For instance, an individual has purchased the term life insurance policy and has named a close relative or loved one as their beneficiary. If the individual passes away, a death benefit is provided to the individual's beneficiary. The lump-sum obtained by the relative may seem like an additional income, but it will not be considered as one as per Section 10 (10D).
Section 10(10D) ensures that the money received as a death benefit under a life insurance policy is not seen as income and will be exempt from the income calculation for taxation.
The benefits of Section10(10D) from the ITA can be applied to gains obtained from Single Premium Life Insurance Policies and Unit-Linked Insurance Plan (ULIP). This Section allows policyholders to protect the sum assured as they are an integral part of a policy.
Tax-Saving Under Section 10 (10D):
Section 10(10D) tax benefits from the Income Tax Act can be obtained only if the conditions listed below are met:
The tax deduction under this Section is applicable on any returns obtained from an insurance plan, i.e., Maturity or Death benefit. It will also include any bonuses2 gained from life insurance policies subject to applicable conditions of prevailing tax* laws.
Any payout which is not eligible for tax deductions under Keyman Insurance Policy will be eligible for tax deductions under this Section.
Premiums paid in a particular year during the policy term must not go over 20% of the sum assured for insurance plans purchased between 1st April 2003 and 31st March 2012.
For any policies purchased after 1st April 2012, the premium amounts must not be over 10% of the sum assured.
Insurance premiums for any year during the policy tenure should not go over 15% of the Sum Assured. Along with this, the plan must not have been bought on or after 1st April 2013. Along with this, the policy must be purchased for any individual who meets the criteria listed below:
Any individual with a disability or a severe disability, as mentioned under Section 80U of the Income Tax Act, 1961.
Diagnosed with a disease as mentioned under Section 80DDB of the Income Tax Act.
Life Insurance and Section 10 (10D):
Life insurance policies function as financial protection for you and your family by providing you with a lump sum benefit to meet medical and personal expenses. They are especially advantageous for taking care of unforeseen emergencies. The financial corpus helps you to focus entirely on your needs at hand, while the insurance company will handle the financial requirements.
Along with the insurance coverage that beneficiaries get through these plans, they can also opt for further advantages through the tax* deductions under Section 10(10D) of the Income Tax Act.
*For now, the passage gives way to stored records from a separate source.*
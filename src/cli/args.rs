//! Command-line argument definitions

use crate::config;
use clap::{ArgAction, Parser, Subcommand, ValueEnum};
use std::path::PathBuf;

/// Peel framework-reserved flags off a raw argument vector
#[derive(Debug, Parser)]
#[command(name = "argpeel", version, about)]
pub struct Cli {
    /// When to use colors and emoji (overrides the config file)
    #[arg(long, value_enum, global = true)]
    pub color: Option<ColorChoice>,

    /// Report format (overrides the config file)
    #[arg(long, value_enum, global = true)]
    pub format: Option<OutputFormat>,

    /// Path to the config file [default: ./argpeel.toml when present]
    #[arg(long, global = true)]
    pub config: Option<PathBuf>,

    /// Increase log verbosity (-v info, -vv debug, -vvv trace)
    #[arg(short, long, action = ArgAction::Count, global = true)]
    pub verbose: u8,

    #[command(subcommand)]
    pub command: Command,
}

#[derive(Debug, Subcommand)]
pub enum Command {
    /// Extract every reserved flag and print the values and remaining arguments
    Peel {
        /// Arguments to inspect, given after `--`
        #[arg(last = true, allow_hyphen_values = true)]
        args: Vec<String>,
    },

    /// Look up a single flag
    Find {
        /// Flag name without its leading dashes, e.g. `server-id`
        flag: String,

        /// Treat the flag as boolean (`--flag` or `--flag=<bool>`)
        #[arg(long = "bool")]
        boolean: bool,

        /// Arguments to inspect, given after `--`
        #[arg(last = true, allow_hyphen_values = true)]
        args: Vec<String>,
    },
}

#[derive(Debug, Clone, Copy, PartialEq, Eq, ValueEnum)]
pub enum ColorChoice {
    Auto,
    Always,
    Never,
}

impl From<ColorChoice> for config::ColorOption {
    fn from(choice: ColorChoice) -> Self {
        match choice {
            ColorChoice::Auto => config::ColorOption::Auto,
            ColorChoice::Always => config::ColorOption::Always,
            ColorChoice::Never => config::ColorOption::Never,
        }
    }
}

#[derive(Debug, Clone, Copy, PartialEq, Eq, ValueEnum)]
pub enum OutputFormat {
    Human,
    Json,
}

impl From<OutputFormat> for config::OutputFormat {
    fn from(format: OutputFormat) -> Self {
        match format {
            OutputFormat::Human => config::OutputFormat::Human,
            OutputFormat::Json => config::OutputFormat::Json,
        }
    }
}
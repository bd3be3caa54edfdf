//! Single flag lookups reported in a serialisable form

use crate::error::FlagError;
use crate::flags::{find_boolean_flag, find_flag, remove_flag_from_command};
use serde::Serialize;

/// Where a flag was found and what it carried
#[derive(Debug, Clone, PartialEq, Eq, Serialize)]
pub struct LookupReport {
    pub flag: String,
    pub found: bool,
    #[serde(skip_serializing_if = "Option::is_none")]
    pub index: Option<usize>,
    #[serde(skip_serializing_if = "Option::is_none")]
    pub value_index: Option<usize>,
    #[serde(skip_serializing_if = "Option::is_none")]
    pub value: Option<String>,
    /// Arguments with the flag removed
    pub clean_args: Vec<String>,
}

/// Look up `flag` in `args`, as a boolean flag when `boolean` is set
pub fn lookup<S: AsRef<str>>(
    flag: &str,
    args: &[S],
    boolean: bool,
) -> Result<LookupReport, FlagError> {
    let (span, index, value_index, value) = if boolean {
        match find_boolean_flag(flag, args)? {
            Some(found) => (
                Some(found.span()),
                Some(found.index),
                Some(found.index),
                Some(found.value.to_string()),
            ),
            None => (None, None, None, None),
        }
    } else {
        match find_flag(flag, args)? {
            Some(found) => (
                Some(found.span()),
                Some(found.index),
                Some(found.value_index),
                Some(found.value),
            ),
            None => (None, None, None, None),
        }
    };

    Ok(LookupReport {
        flag: flag.to_string(),
        found: span.is_some(),
        index,
        value_index,
        value,
        clean_args: remove_flag_from_command(args, span),
    })
}
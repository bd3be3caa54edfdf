//! Logger setup for the command-line binary

use env_logger::{Builder, Target};
use log::LevelFilter;

/// Map the `-v` count to a log level
pub fn level_for_verbosity(verbosity: u8) -> LevelFilter {
    match verbosity {
        0 => LevelFilter::Warn,
        1 => LevelFilter::Info,
        2 => LevelFilter::Debug,
        _ => LevelFilter::Trace,
    }
}

/// Initialise logging to stderr
///
/// `RUST_LOG` takes precedence over the verbosity level when set.
pub fn init_logger(verbosity: u8) {
    let mut builder = Builder::new();
    builder
        .filter_level(level_for_verbosity(verbosity))
        .parse_default_env()
        .format_timestamp(None)
        .target(Target::Stderr);

    // A logger may already be installed when embedded in another binary
    let _ = builder.try_init();
}

#[cfg(test)]
mod tests {
    use super::*;

    #[test]
    fn test_level_for_verbosity() {
        assert_eq!(level_for_verbosity(0), LevelFilter::Warn);
        assert_eq!(level_for_verbosity(1), LevelFilter::Info);
        assert_eq!(level_for_verbosity(2), LevelFilter::Debug);
        assert_eq!(level_for_verbosity(3), LevelFilter::Trace);
        assert_eq!(level_for_verbosity(9), LevelFilter::Trace);
    }
}
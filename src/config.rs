#![forbid(unsafe_code)]

//! Configuration file parsing and validation
//!
//! An `argpeel.toml` lists the framework-reserved flags to peel off an argument
//! vector, and how output should be presented.

use crate::output::terminal::{FixedTerminal, StdoutTerminal, TerminalCapabilities};
use serde::{Deserialize, Serialize};
use std::collections::HashSet;
use std::path::Path;
use thiserror::Error;

/// Default configuration file name
pub const CONFIG_FILE_NAME: &str = "argpeel.toml";

/// Thread count used when `--threads` is absent
pub const DEFAULT_THREADS: i64 = 3;

/// Errors that can occur when loading configuration
#[derive(Debug, Error)]
pub enum ConfigError {
    #[error("Failed to read config file '{path}': {source}")]
    Io {
        path: String,
        #[source]
        source: std::io::Error,
    },

    #[error("Failed to parse config: {0}")]
    Parse(#[from] toml::de::Error),

    #[error("Invalid config: {0}")]
    Invalid(String),
}

/// Top-level configuration
#[derive(Debug, Clone, PartialEq, Eq, Serialize, Deserialize)]
#[serde(deny_unknown_fields)]
pub struct Config {
    #[serde(default)]
    pub output: OutputConfig,
    #[serde(default = "default_flags")]
    pub flags: Vec<FlagSpec>,
}

/// Output presentation settings
#[derive(Debug, Clone, Default, PartialEq, Eq, Serialize, Deserialize)]
#[serde(deny_unknown_fields)]
pub struct OutputConfig {
    #[serde(default)]
    pub color: ColorOption,
    #[serde(default)]
    pub format: OutputFormat,
}

/// When to style output
#[derive(Debug, Clone, Copy, Default, PartialEq, Eq, Serialize, Deserialize)]
#[serde(rename_all = "lowercase")]
pub enum ColorOption {
    #[default]
    Auto,
    Always,
    Never,
}

impl ColorOption {
    /// The terminal capability provider matching this option
    pub fn terminal(self) -> Box<dyn TerminalCapabilities> {
        match self {
            ColorOption::Auto => Box::new(StdoutTerminal),
            ColorOption::Always => Box::new(FixedTerminal::color()),
            ColorOption::Never => Box::new(FixedTerminal::plain()),
        }
    }
}

/// Report format
#[derive(Debug, Clone, Copy, Default, PartialEq, Eq, Serialize, Deserialize)]
#[serde(rename_all = "lowercase")]
pub enum OutputFormat {
    #[default]
    Human,
    Json,
}

/// Value type of a reserved flag
#[derive(Debug, Clone, Copy, PartialEq, Eq, Serialize, Deserialize)]
#[serde(rename_all = "lowercase")]
pub enum FlagKind {
    String,
    Bool,
    Int,
}

/// A reserved flag, named without its leading `--`
#[derive(Debug, Clone, PartialEq, Eq, Serialize, Deserialize)]
#[serde(deny_unknown_fields)]
pub struct FlagSpec {
    pub name: String,
    pub kind: FlagKind,
    /// Fallback for absent `int` flags
    #[serde(default, skip_serializing_if = "Option::is_none")]
    pub default: Option<i64>,
}

impl FlagSpec {
    pub fn string(name: &str) -> Self {
        FlagSpec {
            name: name.to_string(),
            kind: FlagKind::String,
            default: None,
        }
    }

    pub fn bool(name: &str) -> Self {
        FlagSpec {
            name: name.to_string(),
            kind: FlagKind::Bool,
            default: None,
        }
    }

    pub fn int(name: &str, default: i64) -> Self {
        FlagSpec {
            name: name.to_string(),
            kind: FlagKind::Int,
            default: Some(default),
        }
    }
}

/// The reserved options a wrapping command line peels by default
fn default_flags() -> Vec<FlagSpec> {
    vec![
        FlagSpec::int("threads", DEFAULT_THREADS),
        FlagSpec::string("server-id"),
        FlagSpec::string("repo-path"),
        FlagSpec::string("watches"),
        FlagSpec::string("format"),
        FlagSpec::string("tag"),
        FlagSpec::bool("insecure-tls"),
        FlagSpec::bool("skip-login"),
        FlagSpec::bool("fail"),
        FlagSpec::bool("licenses"),
        FlagSpec::bool("detailed-summary"),
        FlagSpec::bool("scan"),
        FlagSpec::bool("run-native"),
    ]
}

impl Default for Config {
    fn default() -> Self {
        Config {
            output: OutputConfig::default(),
            flags: default_flags(),
        }
    }
}

impl Config {
    /// Load and validate a configuration file
    pub fn load(path: &Path) -> Result<Self, ConfigError> {
        let content = std::fs::read_to_string(path).map_err(|source| ConfigError::Io {
            path: path.display().to_string(),
            source,
        })?;
        Self::parse(&content)
    }

    /// Parse and validate configuration from a TOML string
    pub fn parse(content: &str) -> Result<Self, ConfigError> {
        let config: Config = toml::from_str(content)?;
        config.validate()?;
        Ok(config)
    }

    /// Check flag names and defaults
    ///
    /// Names must be non-empty, unique, and given without leading dashes.
    /// Only `int` flags may carry a default.
    pub fn validate(&self) -> Result<(), ConfigError> {
        let mut seen = HashSet::new();

        for flag in &self.flags {
            if flag.name.trim().is_empty() {
                return Err(ConfigError::Invalid("flag name cannot be empty".to_string()));
            }
            if flag.name.starts_with('-') {
                return Err(ConfigError::Invalid(format!(
                    "flag '{}' must be named without leading dashes",
                    flag.name
                )));
            }
            if !seen.insert(flag.name.as_str()) {
                return Err(ConfigError::Invalid(format!(
                    "flag '{}' is listed more than once",
                    flag.name
                )));
            }
            if flag.default.is_some() && flag.kind != FlagKind::Int {
                return Err(ConfigError::Invalid(format!(
                    "flag '{}': only int flags can have a default",
                    flag.name
                )));
            }
        }

        Ok(())
    }
}
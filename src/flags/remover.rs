//! Removing a located flag from an argument vector

use super::locator::FlagSpan;

/// Return a copy of `args` without the tokens covered by `span`
///
/// `None` means the flag was not found and the copy is returned unchanged.
/// The input is never modified, and the remaining tokens keep their relative order.
/// A span reaching past the end of `args` removes up to the last token.
pub fn remove_flag_from_command<S: AsRef<str>>(args: &[S], span: Option<FlagSpan>) -> Vec<String> {
    let Some(span) = span else {
        return args.iter().map(|arg| arg.as_ref().to_string()).collect();
    };

    log::debug!("removing arguments {}..={}", span.start, span.end);

    args.iter()
        .enumerate()
        .filter(|(index, _)| !(span.start..=span.end).contains(index))
        .map(|(_, arg)| arg.as_ref().to_string())
        .collect()
}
Section 10(10D) benefit helps the policyholder by providing tax deductions on the policy payouts (maturity and death benefit). These exemption include all forms of accumulated bonuses2 for the respective life insurance policies. The tax exemptions under the Section can be opted for on all types of life insurance policy claims subject to applicable conditions. Along with this, there is no upper limit on the claims.
Tax-Saving with TATA AIA Life Insurance
Tata AIA offers a host of life insurance policies under:
Protection Solutions – Term life insurance policies
Savings Solutions – Life Insurance savings plans
Wealth Solutions– Unit Linked Insurance Plans
Retirement Solutions– Monthly Income and Annuity Plans
All these plans offer tax* benefits under Section 80C and Section 10 (10D) of the Income Tax Act as per the prevailing tax norms.
Summing Up
When you've purchased a life insurance policy, you can claim for tax exemption under Section 10(10D). As per this Section from the Income Tax Law, life insurance policyholders can get tax* benefits. These benefits are provided on the returns obtained from an insurance plan and any bonuses2 gotten from the plan.